Я смотрю на нее и не понимаю.

— Тебя ко мне привозили три раза. Ты что, меня не помнишь?

— Нет.

— На вот, посмотри. Это протокол твоего задержания. Я тебе сказала, распишись вот здесь. Ты настолько был пьян, что не смог с первого раза расписаться. Поэтому ты наштамповал свой автограф по всему протоколу. Потом полез в карман за сигаретами. Похоже, ты их скурил где-то до этого. После перевернул столы. Требовал: «Дайте мне автомат, и я вас всех перестреляю!» Во всех случаях ты побывал в разных точках города и пригорода. Ты понял, Серый?

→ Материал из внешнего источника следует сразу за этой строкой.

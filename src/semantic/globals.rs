//! The built-in global declarations seeded into the root scope once per
//! analysis session.

use crate::ast::{NodeId, Visibility};
use crate::span::Span;

use super::scope::{DeclInfo, DeclKind, ScopeTable, GLOBAL_SCOPE};
use super::types::{FunctionLocation, FunctionType, MagicKind, Type};
use super::Annotations;

/// Node id used for declarations that have no AST node.
const SYNTHETIC: NodeId = NodeId(u32::MAX);

/// Populate the global scope with the magic variables and builtin functions.
pub fn seed(scopes: &mut ScopeTable, annotations: &mut Annotations) {
    let builtin_function = |params: Vec<Type>, returns: Vec<Type>, location: FunctionLocation| {
        Type::Function(Box::new(FunctionType::new(params, returns, location)))
    };
    let hash_function = |location: FunctionLocation, returns: Type| {
        let mut function = FunctionType::new(vec![], vec![returns], location);
        function.arbitrary_parameters = true;
        Type::Function(Box::new(function))
    };

    let builtins: Vec<(&str, Type)> = vec![
        ("block", Type::Magic(MagicKind::Block)),
        ("msg", Type::Magic(MagicKind::Message)),
        ("tx", Type::Magic(MagicKind::Transaction)),
        ("now", Type::uint256()),
        (
            "suicide",
            builtin_function(vec![Type::address()], vec![], FunctionLocation::Suicide),
        ),
        (
            "selfdestruct",
            builtin_function(vec![Type::address()], vec![], FunctionLocation::Suicide),
        ),
        (
            "sha3",
            hash_function(FunctionLocation::Sha3, Type::FixedBytes(32)),
        ),
        (
            "keccak256",
            hash_function(FunctionLocation::Sha3, Type::FixedBytes(32)),
        ),
        (
            "sha256",
            hash_function(FunctionLocation::Sha256, Type::FixedBytes(32)),
        ),
        (
            "ripemd160",
            hash_function(FunctionLocation::Ripemd160, Type::FixedBytes(20)),
        ),
        (
            "ecrecover",
            builtin_function(
                vec![
                    Type::FixedBytes(32),
                    Type::uint(8),
                    Type::FixedBytes(32),
                    Type::FixedBytes(32),
                ],
                vec![Type::address()],
                FunctionLocation::EcRecover,
            ),
        ),
        (
            "addmod",
            builtin_function(
                vec![Type::uint256(), Type::uint256(), Type::uint256()],
                vec![Type::uint256()],
                FunctionLocation::AddMod,
            ),
        ),
        (
            "mulmod",
            builtin_function(
                vec![Type::uint256(), Type::uint256(), Type::uint256()],
                vec![Type::uint256()],
                FunctionLocation::MulMod,
            ),
        ),
    ];

    for (name, ty) in builtins {
        let decl = scopes.add_decl(DeclInfo {
            name: name.to_string(),
            kind: DeclKind::Builtin,
            node: SYNTHETIC,
            visibility: Visibility::Public,
            span: Span::dummy(),
            scope: None,
            is_constructor: false,
        });
        // Never mutated afterwards; clashes cannot occur in a fresh scope.
        let _ = scopes.register(GLOBAL_SCOPE, decl);
        annotations.builtin_types.insert(decl, ty);
    }
}

#[cfg(test)]
mod tests {
    use super::*;

    #[test]
    fn globals_are_resolvable() {
        let mut scopes = ScopeTable::new();
        let mut annotations = Annotations::default();
        seed(&mut scopes, &mut annotations);

        for name in ["block", "msg", "tx", "now", "sha3", "keccak256", "ecrecover"] {
            let found = scopes.resolve_name(GLOBAL_SCOPE, name, false);
            assert_eq!(found.len(), 1, "missing builtin {name}");
            assert!(annotations.builtin_types.contains_key(&found[0]));
        }
    }
}
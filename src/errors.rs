use crate::span::Span;
use codespan_reporting::diagnostic::{self, Label};
use codespan_reporting::files::SimpleFiles;
use codespan_reporting::term;
use codespan_reporting::term::termcolor::{ColorChoice, StandardStream};

/// Severity of a recorded diagnostic.
///
/// Analysis succeeds iff no non-`Warning` entry was recorded. Fatal unwinding
/// is signalled separately through [`FatalError`]; by the time the sentinel
/// propagates, the underlying diagnostic is already in the list.
#[derive(Debug, Clone, Copy, PartialEq, Eq)]
pub enum Severity {
    Warning,
    DeclarationError,
    TypeError,
    ParserError,
}

impl Severity {
    pub fn as_str(self) -> &'static str {
        match self {
            Severity::Warning => "warning",
            Severity::DeclarationError => "declaration error",
            Severity::TypeError => "type error",
            Severity::ParserError => "parser error",
        }
    }
}

/// A note pointing at a second source location ("The previous declaration is
/// here:").
#[derive(Debug, Clone)]
pub struct SecondaryNote {
    pub span: Span,
    pub message: String,
}

/// One entry in the diagnostics list.
#[derive(Debug, Clone)]
pub struct Diagnostic {
    pub severity: Severity,
    pub span: Span,
    pub message: String,
    pub secondary: Vec<SecondaryNote>,
}

impl Diagnostic {
    pub fn new(severity: Severity, span: Span, message: impl Into<String>) -> Self {
        Self {
            severity,
            span,
            message: message.into(),
            secondary: Vec::new(),
        }
    }

    pub fn warning(span: Span, message: impl Into<String>) -> Self {
        Self::new(Severity::Warning, span, message)
    }

    pub fn declaration_error(span: Span, message: impl Into<String>) -> Self {
        Self::new(Severity::DeclarationError, span, message)
    }

    pub fn type_error(span: Span, message: impl Into<String>) -> Self {
        Self::new(Severity::TypeError, span, message)
    }

    pub fn parser_error(span: Span, message: impl Into<String>) -> Self {
        Self::new(Severity::ParserError, span, message)
    }

    pub fn with_secondary(mut self, span: Span, message: impl Into<String>) -> Self {
        self.secondary.push(SecondaryNote {
            span,
            message: message.into(),
        });
        self
    }

    pub fn is_error(&self) -> bool {
        self.severity != Severity::Warning
    }
}

impl std::fmt::Display for Diagnostic {
    fn fmt(&self, f: &mut std::fmt::Formatter<'_>) -> std::fmt::Result {
        write!(f, "{}: {}", self.severity.as_str(), self.message)
    }
}

/// Sentinel for non-local unwinding to the nearest recovery boundary.
///
/// Carried in `Result` return values instead of being thrown; callers bail
/// with `?` until a contract or source-unit boundary catches it.
#[derive(Debug, Clone, Copy, PartialEq, Eq)]
pub struct FatalError;

pub type Fatal<T> = Result<T, FatalError>;

/// True iff the list contains a non-warning entry.
pub fn contains_error(diagnostics: &[Diagnostic]) -> bool {
    diagnostics.iter().any(Diagnostic::is_error)
}

/// Renders diagnostics to stderr.
pub struct ErrorReporter {
    files: SimpleFiles<String, String>,
    file_id: usize,
}

impl ErrorReporter {
    pub fn new(filename: String, source: String) -> Self {
        let mut files = SimpleFiles::new();
        let file_id = files.add(filename, source);
        Self { files, file_id }
    }

    pub fn report(&self, diag: &Diagnostic) {
        let mut labels = vec![Label::primary(self.file_id, diag.span.start..diag.span.end)];
        for note in &diag.secondary {
            labels.push(
                Label::secondary(self.file_id, note.span.start..note.span.end)
                    .with_message(note.message.clone()),
            );
        }

        let rendered = match diag.severity {
            Severity::Warning => diagnostic::Diagnostic::warning(),
            _ => diagnostic::Diagnostic::error(),
        }
        .with_message(diag.message.clone())
        .with_labels(labels);
        self.emit(&rendered);
    }

    pub fn report_all(&self, diagnostics: &[Diagnostic]) {
        for diag in diagnostics {
            self.report(diag);
        }
    }

    fn emit(&self, diag: &diagnostic::Diagnostic<usize>) {
        let writer = StandardStream::stderr(ColorChoice::Auto);
        let config = term::Config::default();
        let _ = term::emit(&mut writer.lock(), &config, &self.files, diag);
    }
}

Она все описала в подробностях. Приметила все, кроме времени. К деду меня привезли в четыре ночи. В клоповнике был один раз. Там были двое парней лет по 23—25. Я пробыл там недолго, потому что парни сказали, что уже долго сидят, и они не скоро встанут. Я начал выбивать двери.

— Как так? Беспредел. Подумать только. Ну, что хотят, то и делают.

— Тихо, брат. Не делай так. Откроют, когда надо, но не сейчас же. Из-за тебя и нас поломают.

— Ну-ка, сука, открывай-ка двери! Вы что там, совсем оборзели!

Двери тут же открыли, и привезли меня к деду.

Я, Серега, не волшебник, чтобы мог так быстро попадать в разные точки города и пригорода.

10 декабря умерла бабушка моего друга.